The Richmond Register

November 22, 2012

Health department offers food safety tips for holiday feasts

By Sarah Hogsed
Register News Writer

RICHMOND —

No one wants to spend the holiday weekend dealing with a food-related illness, so the Madison County Health Department is reminding residents to follow basic food-safety guidelines while preparing their Thanksgiving feasts and saving the leftovers.

“While we frequently associate food poisoning with restaurants or prepared foods, the fact is that we are just as likely to come across contaminated foods that have been prepared in the home kitchen,” said Christie Green, Madison County Health Department spokesperson.

Food temperature

• Never defrost a turkey or any type of meat on the counter.

“We should thaw frozen meats in the refrigerator, which requires extra time and advance planning,” Green said. “It’s tempting to just let them thaw on the counter because it’s quicker, but that increases the chances of harmful bacteria growing.”

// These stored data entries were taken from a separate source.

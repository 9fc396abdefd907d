//! Fatal import errors
//!
//! Anything listed here aborts the whole import. Problems scoped to a single
//! row are collected in the [`ImportReport`](super::ImportReport) instead.

use thiserror::Error;

#[derive(Debug, Error)]
pub enum ImportError {
    #[error("Input is not valid UTF-8 (line {line})")]
    Encoding { line: u64 },

    #[error("Duplicate header column: {0}")]
    DuplicateColumn(String),

    #[error("Missing required column: {0}")]
    MissingColumn(String),

    #[error("Failed to read input: {0}")]
    Io(#[from] std::io::Error),

    #[error("Malformed CSV: {0}")]
    Csv(String),

    #[error("Storage failure after {imported} rows: {source}")]
    Storage {
        imported: usize,
        #[source]
        source: rusqlite::Error,
    },

    #[error("Import timed out after {secs}s ({imported} rows committed)")]
    TimedOut { secs: u64, imported: usize },
}

impl ImportError {
    /// Classify a reader error as encoding, I/O or structural
    pub(crate) fn from_csv(err: csv::Error) -> Self {
        let line = err.position().map(|p| p.line()).unwrap_or(0);
        match err.into_kind() {
            csv::ErrorKind::Utf8 { pos, .. } => ImportError::Encoding {
                line: pos.map(|p| p.line()).unwrap_or(line),
            },
            csv::ErrorKind::Io(io) => ImportError::Io(io),
            other => ImportError::Csv(format!("{:?}", other)),
        }
    }
}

• Avoid cross-contamination in the kitchen. This can be a big challenge when working together with a lot of cooks in a crowded kitchen, Green noted.

“Keeping raw meats and eggs separate from ready-to-eat foods like cheeses and fresh vegetables during preparation is very important,” Green said.

Using separate cutting boards for raw meats and thoroughly washing the boards and utensils between uses on different foods is important for cutting down on cross-contamination. E. coli and salmonella are two types of illness-causing bacterium that can be transferred from raw meat to other foods.

• Wash your hands often, especially after handling raw meat and eggs.

“We can never say too much about hand washing,” Green said. “Germs on hands can linger to contaminate other foods.”

• Make sure your meat is well-cooked. While there’s many ways to cook a turkey and other holiday main course meats, use a food thermometer to make sure the dishes are being cooked at the proper temperature. Do not just rely on color or texture.

“The internal temperature should reach at least 165 degrees Fahrenheit,” Green said about cooking a turkey.

The internal temperature should be taken at the innermost part of the thigh and wing and the thickest part of the breast, according to the Partnership for Food Safety Education’s website www.holidayfoodsafety.org.

• Eat, freeze or discard your leftovers within three to four days. Be sure to refrigerate leftovers within two hours of the dishes being set out for the big meal.

“Once the feast is served and everyone has had their fill, the leftovers should be refrigerated rather than left out at room temperature where bacteria can grow faster,” Green said.

The Partnership for Food Safety Education advises “when in doubt, throw it out.”